TASK GOAL: Check which lines of the entries that follow hold "BTreeMap", then give the number of those lines and nothing more.

(Saved data entries)

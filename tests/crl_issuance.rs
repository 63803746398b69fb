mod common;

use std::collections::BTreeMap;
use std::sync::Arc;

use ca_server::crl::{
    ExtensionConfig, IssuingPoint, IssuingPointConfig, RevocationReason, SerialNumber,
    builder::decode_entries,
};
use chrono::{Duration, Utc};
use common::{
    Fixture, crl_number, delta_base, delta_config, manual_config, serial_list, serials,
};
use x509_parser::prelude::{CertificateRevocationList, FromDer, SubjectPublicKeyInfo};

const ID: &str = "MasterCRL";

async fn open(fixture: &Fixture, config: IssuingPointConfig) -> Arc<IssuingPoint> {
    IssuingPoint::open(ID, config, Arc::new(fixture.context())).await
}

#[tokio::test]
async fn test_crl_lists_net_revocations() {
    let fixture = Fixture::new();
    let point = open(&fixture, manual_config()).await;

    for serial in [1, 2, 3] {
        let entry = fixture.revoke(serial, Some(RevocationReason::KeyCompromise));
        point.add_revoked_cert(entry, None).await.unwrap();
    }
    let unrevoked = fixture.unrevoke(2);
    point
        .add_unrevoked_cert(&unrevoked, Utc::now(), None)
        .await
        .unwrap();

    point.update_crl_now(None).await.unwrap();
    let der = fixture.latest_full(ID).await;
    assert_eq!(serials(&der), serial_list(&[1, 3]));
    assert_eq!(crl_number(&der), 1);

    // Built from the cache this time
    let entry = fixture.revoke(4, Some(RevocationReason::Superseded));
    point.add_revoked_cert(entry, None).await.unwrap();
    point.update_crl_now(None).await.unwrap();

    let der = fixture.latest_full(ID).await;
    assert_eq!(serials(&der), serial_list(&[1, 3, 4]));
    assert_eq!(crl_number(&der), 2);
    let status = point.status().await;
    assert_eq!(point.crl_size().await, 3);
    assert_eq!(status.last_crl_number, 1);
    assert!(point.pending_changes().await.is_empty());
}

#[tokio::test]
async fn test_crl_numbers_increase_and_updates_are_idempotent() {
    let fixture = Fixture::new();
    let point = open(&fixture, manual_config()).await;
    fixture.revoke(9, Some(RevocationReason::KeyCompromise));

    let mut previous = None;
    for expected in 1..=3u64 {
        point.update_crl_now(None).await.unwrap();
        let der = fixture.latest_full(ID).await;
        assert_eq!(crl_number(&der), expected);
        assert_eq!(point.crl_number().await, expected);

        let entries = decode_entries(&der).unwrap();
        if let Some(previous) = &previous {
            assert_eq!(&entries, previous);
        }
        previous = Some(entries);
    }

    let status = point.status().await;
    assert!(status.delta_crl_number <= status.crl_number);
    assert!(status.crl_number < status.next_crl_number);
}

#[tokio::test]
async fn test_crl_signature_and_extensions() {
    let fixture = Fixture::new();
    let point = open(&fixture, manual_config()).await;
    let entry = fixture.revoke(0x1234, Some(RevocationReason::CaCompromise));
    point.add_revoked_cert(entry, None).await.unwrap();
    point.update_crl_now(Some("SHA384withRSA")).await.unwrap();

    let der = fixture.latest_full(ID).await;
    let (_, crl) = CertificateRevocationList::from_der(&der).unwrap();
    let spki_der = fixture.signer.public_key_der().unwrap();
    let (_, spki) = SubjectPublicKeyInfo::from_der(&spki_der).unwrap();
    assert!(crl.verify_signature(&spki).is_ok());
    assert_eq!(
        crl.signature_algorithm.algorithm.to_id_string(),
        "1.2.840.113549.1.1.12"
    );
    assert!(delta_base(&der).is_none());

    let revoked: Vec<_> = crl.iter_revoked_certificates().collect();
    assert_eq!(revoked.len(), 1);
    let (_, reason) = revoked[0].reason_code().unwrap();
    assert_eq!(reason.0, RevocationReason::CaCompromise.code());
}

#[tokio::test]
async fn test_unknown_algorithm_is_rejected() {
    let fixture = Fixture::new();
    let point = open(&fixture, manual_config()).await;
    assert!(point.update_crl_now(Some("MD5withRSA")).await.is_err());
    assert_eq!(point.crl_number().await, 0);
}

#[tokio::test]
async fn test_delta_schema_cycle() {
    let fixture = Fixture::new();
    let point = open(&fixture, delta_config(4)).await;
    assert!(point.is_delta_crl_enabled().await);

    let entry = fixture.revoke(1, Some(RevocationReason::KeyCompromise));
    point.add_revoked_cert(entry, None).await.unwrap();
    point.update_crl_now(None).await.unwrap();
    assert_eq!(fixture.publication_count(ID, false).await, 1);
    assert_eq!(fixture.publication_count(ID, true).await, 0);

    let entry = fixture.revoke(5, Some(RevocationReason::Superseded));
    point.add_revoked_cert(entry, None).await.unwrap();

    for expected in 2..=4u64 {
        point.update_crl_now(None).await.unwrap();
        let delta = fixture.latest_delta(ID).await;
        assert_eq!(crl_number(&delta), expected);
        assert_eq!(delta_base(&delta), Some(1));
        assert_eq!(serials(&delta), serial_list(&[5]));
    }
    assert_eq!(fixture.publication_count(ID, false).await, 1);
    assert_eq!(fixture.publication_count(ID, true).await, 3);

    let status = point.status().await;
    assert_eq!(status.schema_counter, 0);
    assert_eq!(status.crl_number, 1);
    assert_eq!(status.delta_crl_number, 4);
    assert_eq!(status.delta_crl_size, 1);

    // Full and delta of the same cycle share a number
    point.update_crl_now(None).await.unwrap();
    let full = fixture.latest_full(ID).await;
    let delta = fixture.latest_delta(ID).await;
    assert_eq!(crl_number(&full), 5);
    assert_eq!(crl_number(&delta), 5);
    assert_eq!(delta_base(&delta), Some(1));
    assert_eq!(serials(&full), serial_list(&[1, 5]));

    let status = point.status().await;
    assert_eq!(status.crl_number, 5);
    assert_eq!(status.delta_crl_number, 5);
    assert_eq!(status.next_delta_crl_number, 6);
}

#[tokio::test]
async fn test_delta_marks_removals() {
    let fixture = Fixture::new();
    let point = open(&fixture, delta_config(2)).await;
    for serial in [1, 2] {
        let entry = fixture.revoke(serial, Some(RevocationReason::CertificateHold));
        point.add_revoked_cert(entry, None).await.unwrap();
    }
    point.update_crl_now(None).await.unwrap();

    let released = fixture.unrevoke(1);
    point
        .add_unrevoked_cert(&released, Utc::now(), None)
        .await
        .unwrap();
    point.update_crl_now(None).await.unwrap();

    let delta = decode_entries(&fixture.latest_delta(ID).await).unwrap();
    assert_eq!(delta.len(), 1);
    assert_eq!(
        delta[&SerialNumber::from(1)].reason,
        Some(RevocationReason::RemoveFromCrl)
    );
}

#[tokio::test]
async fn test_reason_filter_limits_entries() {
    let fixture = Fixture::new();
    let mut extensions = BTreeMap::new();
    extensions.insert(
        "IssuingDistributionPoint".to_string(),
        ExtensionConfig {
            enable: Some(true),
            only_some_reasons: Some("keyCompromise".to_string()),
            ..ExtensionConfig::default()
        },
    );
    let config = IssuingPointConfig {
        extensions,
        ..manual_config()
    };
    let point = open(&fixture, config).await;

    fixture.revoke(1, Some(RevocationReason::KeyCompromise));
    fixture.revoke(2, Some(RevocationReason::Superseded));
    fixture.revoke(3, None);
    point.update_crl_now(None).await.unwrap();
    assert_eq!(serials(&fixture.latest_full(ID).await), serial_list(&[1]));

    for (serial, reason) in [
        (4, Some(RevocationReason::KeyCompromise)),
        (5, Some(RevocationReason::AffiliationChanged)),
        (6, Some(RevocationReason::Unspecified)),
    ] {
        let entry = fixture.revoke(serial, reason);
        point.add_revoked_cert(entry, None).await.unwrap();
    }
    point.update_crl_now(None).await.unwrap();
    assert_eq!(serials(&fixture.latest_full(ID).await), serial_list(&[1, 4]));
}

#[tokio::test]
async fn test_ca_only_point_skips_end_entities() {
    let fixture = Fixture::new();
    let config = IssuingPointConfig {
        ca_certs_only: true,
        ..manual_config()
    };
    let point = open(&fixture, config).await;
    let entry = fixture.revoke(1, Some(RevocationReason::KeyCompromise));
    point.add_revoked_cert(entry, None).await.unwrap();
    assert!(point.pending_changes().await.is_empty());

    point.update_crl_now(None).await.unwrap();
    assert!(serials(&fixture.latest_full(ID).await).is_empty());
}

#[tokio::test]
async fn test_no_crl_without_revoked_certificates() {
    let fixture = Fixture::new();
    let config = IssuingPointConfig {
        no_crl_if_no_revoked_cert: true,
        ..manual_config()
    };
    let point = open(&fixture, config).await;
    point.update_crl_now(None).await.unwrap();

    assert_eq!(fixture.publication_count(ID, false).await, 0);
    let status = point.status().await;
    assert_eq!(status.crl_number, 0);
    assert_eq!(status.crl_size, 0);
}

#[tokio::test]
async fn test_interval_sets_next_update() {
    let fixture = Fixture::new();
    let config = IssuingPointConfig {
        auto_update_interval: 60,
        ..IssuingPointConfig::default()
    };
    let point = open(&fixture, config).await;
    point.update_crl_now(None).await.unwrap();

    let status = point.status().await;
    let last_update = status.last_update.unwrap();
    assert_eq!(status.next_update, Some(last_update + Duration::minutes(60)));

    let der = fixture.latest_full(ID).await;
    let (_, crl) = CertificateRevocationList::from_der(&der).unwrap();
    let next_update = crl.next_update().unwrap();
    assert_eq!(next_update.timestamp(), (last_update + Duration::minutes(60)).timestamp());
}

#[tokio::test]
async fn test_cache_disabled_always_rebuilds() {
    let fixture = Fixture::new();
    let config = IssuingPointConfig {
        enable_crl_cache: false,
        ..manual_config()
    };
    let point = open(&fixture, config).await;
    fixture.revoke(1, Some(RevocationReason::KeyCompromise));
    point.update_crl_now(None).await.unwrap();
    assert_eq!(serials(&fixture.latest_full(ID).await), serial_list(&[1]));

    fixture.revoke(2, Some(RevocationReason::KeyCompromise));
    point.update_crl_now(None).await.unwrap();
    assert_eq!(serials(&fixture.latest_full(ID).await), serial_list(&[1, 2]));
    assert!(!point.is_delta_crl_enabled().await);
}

WRITTEN SOLUTION: 2